WORK INSTRUCTIONS → List, from the lines below, each one with "failed" in it.
#### TASK INPUTS ####
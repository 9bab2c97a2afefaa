//! Orderly strap shutdown with many live channels.

use std::sync::Arc;
use std::time::Duration;

use flywire::{
    ChannelConfig, ChannelHandle, ClientConf, ReadPoolConf, Runtime, ServerConf, Strap,
    TcpClientStrap, TcpServerStrap,
};
use tokio::sync::mpsc;

const CLIENTS: usize = 20;

#[tokio::test]
async fn stopping_the_strap_closes_every_channel() -> anyhow::Result<()> {
    let runtime = Runtime::new(ReadPoolConf::default(), ChannelConfig::default())?;
    let echo = ChannelHandle::new(|channel, packet| async move { channel.write(&packet).await });
    let server = TcpServerStrap::with_runtime(
        ServerConf::new("127.0.0.1:0").with_max_channels(CLIENTS),
        echo,
        Arc::clone(&runtime),
    )?;
    server.start().await?;
    let addr = server.local_addr().expect("bound address");

    let mut clients = Vec::with_capacity(CLIENTS);
    let (tx, mut rx) = mpsc::channel(CLIENTS * 2);
    for _ in 0..CLIENTS {
        let tx = tx.clone();
        let handle = ChannelHandle::new(move |_, packet| {
            let tx = tx.clone();
            async move {
                if let Some(data) = packet.data() {
                    let _ = tx.send(data.to_vec()).await;
                }
                Ok(())
            }
        });
        let client = TcpClientStrap::with_runtime(
            ClientConf::new(addr.to_string()),
            handle,
            Arc::clone(&runtime),
        )?;
        client.start().await?;
        clients.push(client);
    }

    // Every client echoes once so all channels are demonstrably live.
    for client in &clients {
        let channel = client.channel().await.expect("client channel");
        let mut packet = channel.new_packet();
        packet.set_data(&b"ping"[..])?;
        channel.write(&packet).await?;
    }
    for _ in 0..CLIENTS {
        let echoed = tokio::time::timeout(Duration::from_secs(5), rx.recv())
            .await?
            .expect("echo payload");
        assert_eq!(echoed, b"ping");
    }
    assert_eq!(server.channel_count().await, CLIENTS);

    server.stop().await;
    assert_eq!(server.channel_count().await, 0);
    assert!(server.is_closed());

    // The server closed every connection; each client observes the
    // close and winds down on its own within a bounded time.
    let deadline = tokio::time::Instant::now() + Duration::from_secs(10);
    for client in &clients {
        loop {
            let channel = client.channel().await.expect("client channel");
            if channel.is_closed() {
                break;
            }
            assert!(
                tokio::time::Instant::now() < deadline,
                "client channel did not close after server stop"
            );
            tokio::time::sleep(Duration::from_millis(20)).await;
        }
    }

    for client in &clients {
        client.stop().await;
    }
    Ok(())
}
//! HTTP/WebSocket strap: upgrade routing, echo, capacity rejection,
//! and plain HTTP routes on the same listener.

use std::sync::Arc;
use std::time::Duration;

use bytes::Bytes;
use flywire::{
    http_handler, ChannelConfig, ChannelHandle, ClientConf, HttpWsServerStrap, ReadPoolConf,
    Runtime, ServerConf, Strap, WsClientStrap,
};
use http_body_util::Full;
use hyper::{Response, StatusCode};
use tokio::io::{AsyncReadExt, AsyncWriteExt};
use tokio::net::TcpStream;
use tokio::sync::mpsc;

fn echo_handle() -> ChannelHandle {
    ChannelHandle::new(|channel, packet| async move { channel.write(&packet).await })
}

fn capture_handle(tx: mpsc::Sender<Vec<u8>>) -> ChannelHandle {
    ChannelHandle::new(move |_, packet| {
        let tx = tx.clone();
        async move {
            if let Some(data) = packet.data() {
                let _ = tx.send(data.to_vec()).await;
            }
            Ok(())
        }
    })
}

async fn wait_for_count(server: &HttpWsServerStrap, expected: usize) {
    for _ in 0..200 {
        if server.channel_count().await == expected {
            return;
        }
        tokio::time::sleep(Duration::from_millis(10)).await;
    }
    panic!("channel count never reached {expected}");
}

#[tokio::test]
async fn ws_echo_and_capacity_rejection() -> anyhow::Result<()> {
    let runtime = Runtime::new(ReadPoolConf::default(), ChannelConfig::default())?;
    let server = HttpWsServerStrap::with_runtime(
        ServerConf::new("127.0.0.1:0").with_max_channels(2),
        Arc::clone(&runtime),
    )?;
    server.add_ws_route("/echo", echo_handle());
    server.start().await?;
    let addr = server.local_addr().expect("bound address");

    let (tx, mut rx) = mpsc::channel(8);
    let conf = |_: usize| ClientConf::new(addr.to_string()).with_path("/echo");

    let first = WsClientStrap::with_runtime(conf(1), capture_handle(tx.clone()), Arc::clone(&runtime))?;
    first.start().await?;
    let second =
        WsClientStrap::with_runtime(conf(2), capture_handle(tx.clone()), Arc::clone(&runtime))?;
    second.start().await?;
    wait_for_count(&server, 2).await;

    // Round trip through the first upgrade.
    let channel = first.channel().await.expect("client channel");
    let mut packet = channel.new_packet();
    packet.set_data(&b"hello-ws"[..])?;
    channel.write(&packet).await?;
    let echoed = tokio::time::timeout(Duration::from_secs(5), rx.recv())
        .await?
        .expect("echo payload");
    assert_eq!(echoed, b"hello-ws");

    // The third upgrade is refused with a server error and never
    // becomes a channel.
    let third = WsClientStrap::with_runtime(conf(3), capture_handle(tx), runtime)?;
    assert!(third.start().await.is_err());
    assert_eq!(server.channel_count().await, 2);

    first.stop().await;
    second.stop().await;
    server.stop().await;
    assert_eq!(server.channel_count().await, 0);
    Ok(())
}

#[tokio::test]
async fn plain_http_routes_share_the_listener() -> anyhow::Result<()> {
    let runtime = Runtime::new(ReadPoolConf::default(), ChannelConfig::default())?;
    let server = HttpWsServerStrap::with_runtime(ServerConf::new("127.0.0.1:0"), runtime)?;
    server.add_ws_route("/echo", echo_handle());
    server.add_http_route(
        "/health",
        http_handler(|_req| async {
            Response::new(Full::new(Bytes::from_static(b"healthy")))
        }),
    );
    server.start().await?;
    let addr = server.local_addr().expect("bound address");

    let request = |path: &str| {
        format!("GET {path} HTTP/1.1\r\nHost: localhost\r\nConnection: close\r\n\r\n")
    };

    // Registered plain route.
    let mut stream = TcpStream::connect(addr).await?;
    stream.write_all(request("/health").as_bytes()).await?;
    let mut response = Vec::new();
    stream.read_to_end(&mut response).await?;
    let response = String::from_utf8_lossy(&response);
    assert!(response.contains("200 OK"), "got: {response}");
    assert!(response.contains("healthy"));

    // WS route hit without an upgrade.
    let mut stream = TcpStream::connect(addr).await?;
    stream.write_all(request("/echo").as_bytes()).await?;
    let mut response = Vec::new();
    stream.read_to_end(&mut response).await?;
    let response = String::from_utf8_lossy(&response);
    assert!(
        response.contains(StatusCode::BAD_REQUEST.as_str()),
        "got: {response}"
    );

    // Unknown path.
    let mut stream = TcpStream::connect(addr).await?;
    stream.write_all(request("/missing").as_bytes()).await?;
    let mut response = Vec::new();
    stream.read_to_end(&mut response).await?;
    let response = String::from_utf8_lossy(&response);
    assert!(response.contains("404"), "got: {response}");

    server.stop().await;
    Ok(())
}
//! Channels: one logical connection plus its lifecycle machinery.
//!
//! The per-protocol adapters implement [`Transport`]; the read-loop
//! and write-path algorithms live once, here, in [`Channel`].

pub mod kcp;
pub mod tcp;
pub mod udp;
pub mod ws;

use std::net::SocketAddr;
use std::sync::atomic::{AtomicBool, AtomicUsize, Ordering};
use std::sync::{Arc, Weak};
use std::time::Duration;

use async_trait::async_trait;
use bytes::Bytes;
use tokio::task::JoinHandle;
use tokio_util::sync::CancellationToken;
use tracing::{debug, info, warn};

use crate::config::ChannelConfig;
use crate::error::{ChannelError, ErrorKind};
use crate::handle::ChannelHandle;
use crate::packet::{Packet, PacketBody, Protocol};
use crate::readpool::{deliver, ReadPool};
use crate::runtime::Runtime;
use crate::statistics::ChannelStatistics;
use crate::strap::Strap;

pub use kcp::KcpTransport;
pub use tcp::TcpTransport;
pub use udp::{UdpPeerTransport, UdpTransport};
pub use ws::WsTransport;

/// Per-protocol connection adapter. One implementation per transport;
/// the channel driver owns the loop, the timeouts, the statistics and
/// the callback routing.
#[async_trait]
pub trait Transport: Send + Sync {
    fn protocol(&self) -> Protocol;

    /// Read one protocol unit (byte batch, datagram, segment or
    /// message). `Ok(None)` is a no-op read: nothing arrived but
    /// nothing failed either.
    async fn read(&self, config: &ChannelConfig) -> Result<Option<PacketBody>, ChannelError>;

    /// Write one prepared payload to the connection, returning the
    /// number of bytes put on the wire.
    async fn write(&self, body: &PacketBody, config: &ChannelConfig) -> Result<usize, ChannelError>;

    /// Wrap egress bytes in this transport's payload tagging.
    fn make_body(&self, data: Bytes) -> Result<PacketBody, ChannelError>;

    /// Deadline for a single read.
    fn read_timeout(&self, config: &ChannelConfig) -> Duration {
        config.read_timeout
    }

    /// Whether the read loop keeps going after a failed read.
    fn read_continues(&self, consecutive_failures: u32, config: &ChannelConfig) -> bool {
        consecutive_failures < config.max_read_failures
    }

    fn local_addr(&self) -> Option<SocketAddr>;

    fn remote_addr(&self) -> Option<SocketAddr>;

    /// Best-effort close of the underlying connection. Must be safe to
    /// call more than once and alongside a blocked read or write.
    async fn close(&self);
}

/// A single logical connection: identifier, transport, statistics,
/// callbacks, and the read-loop task feeding the shared pool.
///
/// Lifecycle is strictly `CREATED → OPEN → CLOSED`; a closed channel
/// stays closed and a new one must be constructed to reconnect.
pub struct Channel {
    id: String,
    config: ChannelConfig,
    stats: ChannelStatistics,
    handle: Arc<ChannelHandle>,
    read_pool: Option<Arc<ReadPool>>,
    transport: Box<dyn Transport>,
    parent: Option<Weak<dyn Strap>>,
    closed: AtomicBool,
    started: AtomicBool,
    registered: AtomicBool,
    close_exit: CancellationToken,
    loop_exited: CancellationToken,
    lifecycle: tokio::sync::Mutex<Option<JoinHandle<()>>>,
    write_gate: tokio::sync::Mutex<()>,
    pending_dispatch: AtomicUsize,
    dispatch_done: tokio::sync::Notify,
}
####
RESULT OF THIS TASK →
    /// nothing failed either.
    /// Whether the read loop keeps going after a failed read.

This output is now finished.